I recently had somebody tell me: “It must be nice to set your own schedule and be able to do anything you want whenever you want.”
What that person didn’t see at that moment is the hours upon hours and days upon days that I don’t leave the farm. They didn’t see the constant stress farmers are always under — every decision that is made with thousands of dollars riding on those choices. They didn’t see fights my husband and I have, or the continuous balancing act it takes to work on a multi-generational farm.
What that person saw was a woman in the middle of the day not working. They saw a freedom that they don’t have.
Another favorite line I’ve heard is, “The crops are out, what do you even do all winter?”
The answer: Cows.
On our operation, we calve three times a year. That means there is almost always a group that needs worked or weaned or preg checked. In the winter the cows need to be fed, ice needs to be broken, wind breaks added, etc. In the heart of winter, we spend a lot of the mornings taking care of cows. During storms, it’s an all day affair helping the cows get through.
Then in all the “free” time, all the equipment is surveyed, parts repaired, bearings inspected, and everything greased and oiled. We do everything we possibly can to prevent downtime during the seasons. It doesn’t completely alleviate breakdowns, but it helps!

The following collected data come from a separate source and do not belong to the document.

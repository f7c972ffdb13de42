use crate::{app::LogLevel, display::PATH_PLACEHOLDER, remote::BaseUrl, Error, Result};
use serde::{Deserialize, Serialize};
use std::path::{Path, PathBuf};
use std::str::FromStr;

pub mod loader;

pub const DEFAULT_INTERNAL_BASE_URL: &str = "http://192.168.86.167:3000";
pub const DEFAULT_IMAGE_DIR: &str = "/home/pi/images";
pub const DEFAULT_LOG_FILE: &str = "/home/pi/image_display.log";
pub const DEFAULT_REFRESH_MINUTE: u32 = 1;
pub const DEFAULT_HTTP_TIMEOUT_SECS: u64 = 10;
pub const DEFAULT_DOWNLOAD_TIMEOUT_SECS: u64 = 120;
pub const DEFAULT_PING_HOST: &str = "8.8.8.8";
pub const DEFAULT_PROBE_INTERVAL_SECS: u64 = 5;
pub const DEFAULT_REACHABILITY_TIMEOUT_SECS: u64 = 300;
pub const DEFAULT_VIEWER_PROGRAM: &str = "fbi";
pub const DEFAULT_FRAMEBUFFER_DEVICE: &str = "/dev/fb0";
pub const DEFAULT_CURSOR_BLINK_PATH: &str = "/sys/class/graphics/fbcon/cursor_blink";
pub const DEFAULT_VIEWER_START_TIMEOUT_MS: u64 = 2_000;
pub const DEFAULT_TERMINATE_WAIT_MS: u64 = 1_000;
const CONFIG_DIR_NAME: &str = ".picframe";
const CONFIG_FILE_NAME: &str = "config.toml";

fn default_time_sync_command() -> Vec<String> {
    ["sudo", "timedatectl", "set-ntp", "true"]
        .into_iter()
        .map(String::from)
        .collect()
}

fn default_viewer_args() -> Vec<String> {
    ["-d", "{device}", "-T", "1", "--noverbose", "-a", "{path}"]
        .into_iter()
        .map(String::from)
        .collect()
}

/// User-supplied settings loaded from the config file.
#[derive(Debug, Clone, PartialEq, Eq, Serialize, Deserialize)]
#[serde(default, deny_unknown_fields)]
pub struct Config {
    pub internal_base_url: String,
    pub external_base_url: Option<String>,
    /// Gateway addresses starting with this prefix mean "internal network".
    pub internal_gateway_prefix: Option<String>,
    pub image_dir: PathBuf,
    pub log_file: Option<PathBuf>,
    pub log_level: String,
    pub refresh_minute: u32,
    pub http_timeout_secs: u64,
    pub download_timeout_secs: u64,
    pub ping_host: String,
    pub probe_interval_secs: u64,
    pub reachability_timeout_secs: u64,
    pub time_sync_command: Vec<String>,
    pub viewer_program: String,
    pub viewer_args: Vec<String>,
    pub framebuffer_device: PathBuf,
    pub cursor_blink_path: PathBuf,
    pub viewer_start_timeout_ms: u64,
    pub terminate_wait_ms: u64,
    pub skip_probe: bool,
}

impl Default for Config {
    fn default() -> Self {
        Self {
            internal_base_url: DEFAULT_INTERNAL_BASE_URL.to_string(),
            external_base_url: None,
            internal_gateway_prefix: None,
            image_dir: PathBuf::from(DEFAULT_IMAGE_DIR),
            log_file: Some(PathBuf::from(DEFAULT_LOG_FILE)),
            log_level: LogLevel::default().to_string(),
            refresh_minute: DEFAULT_REFRESH_MINUTE,
            http_timeout_secs: DEFAULT_HTTP_TIMEOUT_SECS,
            download_timeout_secs: DEFAULT_DOWNLOAD_TIMEOUT_SECS,
            ping_host: DEFAULT_PING_HOST.to_string(),
            probe_interval_secs: DEFAULT_PROBE_INTERVAL_SECS,
            reachability_timeout_secs: DEFAULT_REACHABILITY_TIMEOUT_SECS,
            time_sync_command: default_time_sync_command(),
            viewer_program: DEFAULT_VIEWER_PROGRAM.to_string(),
            viewer_args: default_viewer_args(),
            framebuffer_device: PathBuf::from(DEFAULT_FRAMEBUFFER_DEVICE),
            cursor_blink_path: PathBuf::from(DEFAULT_CURSOR_BLINK_PATH),
            viewer_start_timeout_ms: DEFAULT_VIEWER_START_TIMEOUT_MS,
            terminate_wait_ms: DEFAULT_TERMINATE_WAIT_MS,
            skip_probe: false,
        }
    }
}

impl Config {
    pub fn load_or_default() -> Result<Self> {
        loader::load_or_default()
    }

    pub fn load_from_path(path: &Path) -> Result<Self> {
        loader::load_from_path(path)
    }
}

pub(crate) fn validate(cfg: &Config) -> Result<()> {
    BaseUrl::parse(&cfg.internal_base_url)
        .map_err(|e| Error::Config(format!("internal_base_url: {e}")))?;
    if let Some(external) = cfg.external_base_url.as_deref() {
        BaseUrl::parse(external).map_err(|e| Error::Config(format!("external_base_url: {e}")))?;
    }
    if cfg.image_dir.as_os_str().is_empty() {
        return Err(Error::Config("image_dir must not be empty".into()));
    }
    LogLevel::from_str(&cfg.log_level).map_err(|e| Error::Config(format!("log_level: {e}")))?;
    if cfg.refresh_minute > 59 {
        return Err(Error::Config(format!(
            "refresh_minute must be between 0 and 59 (got {})",
            cfg.refresh_minute
        )));
    }
    if cfg.http_timeout_secs == 0 {
        return Err(Error::Config("http_timeout_secs must be at least 1".into()));
    }
    if cfg.download_timeout_secs == 0 {
        return Err(Error::Config(
            "download_timeout_secs must be at least 1".into(),
        ));
    }
    if cfg.probe_interval_secs == 0 {
        return Err(Error::Config("probe_interval_secs must be at least 1".into()));
    }
    if cfg.ping_host.trim().is_empty() {
        return Err(Error::Config("ping_host must not be empty".into()));
    }
    if cfg.viewer_program.trim().is_empty() {
        return Err(Error::Config("viewer_program must not be empty".into()));
    }
    if !cfg.viewer_args.iter().any(|arg| arg.contains(PATH_PLACEHOLDER)) {
        return Err(Error::Config(format!(
            "viewer_args must contain the {PATH_PLACEHOLDER} placeholder"
        )));
    }
    Ok(())
}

Farmers can save a lot of money by doing much of their own equipment maintenance. Every penny helps. But also having it done right is imperative. Winter is when we can pull each piece of equipment in to the shop and tear in to it. We replace parts that have worn thin. We hope to have everything ready to go for its specific season before “cab” time starts. Once spring planting starts, the seasons all roll together and there is little time for extra stuff — only the essentials. That’s why it’s important to take care of all of it during winter.
We are a strict no-till operation, but for those tillage folks, there is ground to work. There’s only a short period that there aren’t crops growing in the fields, so this is also the time to fix erosion problems, ditches, implement tile terraces, or perform other soil-improving qualities.
Certain fertilizers are applied in the winter as well. On our operation, all grass fertilizer is spread in the heart of winter: December through March(-ish). Cropland fertilizer is also applied. That means while taking care of cows eats up most of the morning, we spend most of the afternoons in the tractor spreading. All while fitting in everything else I’ve mentioned.
Don’t get me wrong. Winter is a bit slower simply because of it getting dark earlier. While not impossible, I don’t like running fertilizer or equipment after dark just because it’s so much easier to miss something malfunctioning. We don’t have a heated shop so it can get rather chilly working on equipment, especially after dark.
Winter is when we take the opportunity to do house projects. It’s a nice time to work in the house after dark. It’s nice to take care of projects that don’t get done when it’s light for sixteen hours a day and we can be working outside. During the growing season, there is always something to be done.
As if the aforementioned isn’t enough already, if there is any chance of boredom, we can clean pastures. There are always trees that need cut. There are tree piles to burn. There are fences to mend or build new. Always.
Yes, it’s incredible to be able to go Christmas shopping during the day when fewer people are out and about. Yes, it’s incredible to be able to clean the house and prep meals on a random Tuesday. But understand the grass is not always greener. I sacrifice a lot to have this “freedom.”
As with everything, it’s give and take. The farm is always the most important. The cows always have to be taken care of. This is a lifestyle. Sometimes it affords more flexibility than other times. So while I’m incredibly blessed, also know that while you take vacations and enjoy watching football and going boating every weekend during the summer, we’re probably working.
Comparison is the thief of joy in all things life. Make your life what you want it to be. Choose your joy. Quit looking across the fence at the neighbor’s. Grow your own happiness.
Kelsey Pagel is a Kansas farmer. She grew up on a cow/calf and row crop operation and married into another. Kelsey and her Forever (Matt) farm and ranch with his family where they are living their dream and loving most of the moments.